Fig. 1.

Overview of the Cos-Seq approach. (A) A WT L. infantum cosmid library cloned into the cLHYG vector (22, 23) is introduced into drug-susceptible L. infantum parasites. Pooled transfectants are submitted to incremental drug pressure starting at 1× EC₅₀ and then increasing the drug concentration by twofold at each consecutive passage (from 1× EC₅₀ to 16× EC₅₀ depending on the drug; gradual selection strategy). Alternatively, a plateau selection scheme was used that allows parasites to adapt to a fixed drug concentration for two or three passages (plateau selection strategy). Cosmids are extracted from each selection step and purified for subsequent Illumina sequencing.

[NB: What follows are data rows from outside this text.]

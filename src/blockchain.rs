use std::fmt;

use chrono::{DateTime, TimeZone, Utc};
use serde::{Deserialize, Serialize};

use crate::tx::Transaction;

/// Link to the parent block. Genesis blocks carry a plain integer,
/// later blocks a hex digest.
#[derive(Serialize, Deserialize, Debug, Clone, PartialEq, Eq)]
#[serde(untagged)]
pub enum PreviousHash {
    Integer(i64),
    Text(String),
}

impl fmt::Display for PreviousHash {
    fn fmt(&self, f: &mut fmt::Formatter<'_>) -> fmt::Result {
        match self {
            PreviousHash::Integer(n) => write!(f, "{n}"),
            PreviousHash::Text(s) => f.write_str(s),
        }
    }
}

/// Represents a block in the blockchain.
#[derive(Serialize, Deserialize, Debug, Clone, PartialEq)]
pub struct Block {
    /// Position of the block in the chain, starting at 0.
    pub index: u64,
    /// Creation time in seconds since the epoch.
    pub timestamp: f64,
    /// The transactions included in the block, in ledger order.
    pub transactions: Vec<Transaction>,
    /// Proof-of-work answer found by the miner.
    pub proof: u64,
    /// Hash of the parent block.
    pub previous_hash: PreviousHash,
}

impl Block {
    /// Block timestamp as a UTC datetime, if it is representable.
    pub fn created_at(&self) -> Option<DateTime<Utc>> {
        if !self.timestamp.is_finite() {
            return None;
        }
        let secs = self.timestamp.trunc() as i64;
        let nanos = (self.timestamp.fract() * 1e9) as u32;
        Utc.timestamp_opt(secs, nanos).single()
    }
}

/// A full snapshot of the chain as served by `GET /chain`.
///
/// Snapshots are replaced wholesale on every successful poll and never
/// merged.
#[derive(Serialize, Deserialize, Debug, Clone, PartialEq, Default)]
pub struct Chain {
    /// Blocks in ascending index order.
    pub chain: Vec<Block>,
    /// Number of blocks as reported by the node.
    pub length: usize,
}

impl Chain {
    pub fn new(blocks: Vec<Block>) -> Self {
        let length = blocks.len();
        Self {
            chain: blocks,
            length,
        }
    }

    pub fn blocks(&self) -> &[Block] {
        &self.chain
    }

    /// Number of blocks actually present in the snapshot.
    pub fn len(&self) -> usize {
        self.chain.len()
    }

    pub fn is_empty(&self) -> bool {
        self.chain.is_empty()
    }

    /// Every transaction in block order, rewards included.
    pub fn transactions(&self) -> impl Iterator<Item = &Transaction> {
        self.chain.iter().flat_map(|block| block.transactions.iter())
    }
}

The composition of cosmid pools at each drug/passage increment is determined from the NGS data, and cosmids of interest are isolated for functional validation. The relevant resistance genes are identified by gene overexpression studies and/or cosmid recombineering (29). (B) Sequencing reads are mapped to the reference genome, and gene coverage is inferred from the mapping data. Gene abundance and differential enrichment profiles are generated using RSEM (26) and edgeR (27), respectively. Genes are clustered according to their enrichment profiles. Genes located on the same cosmid are expected to have similar enrichment profiles. Gene abundance ratios are computed on a per-gene basis and normalized to the drug-free control.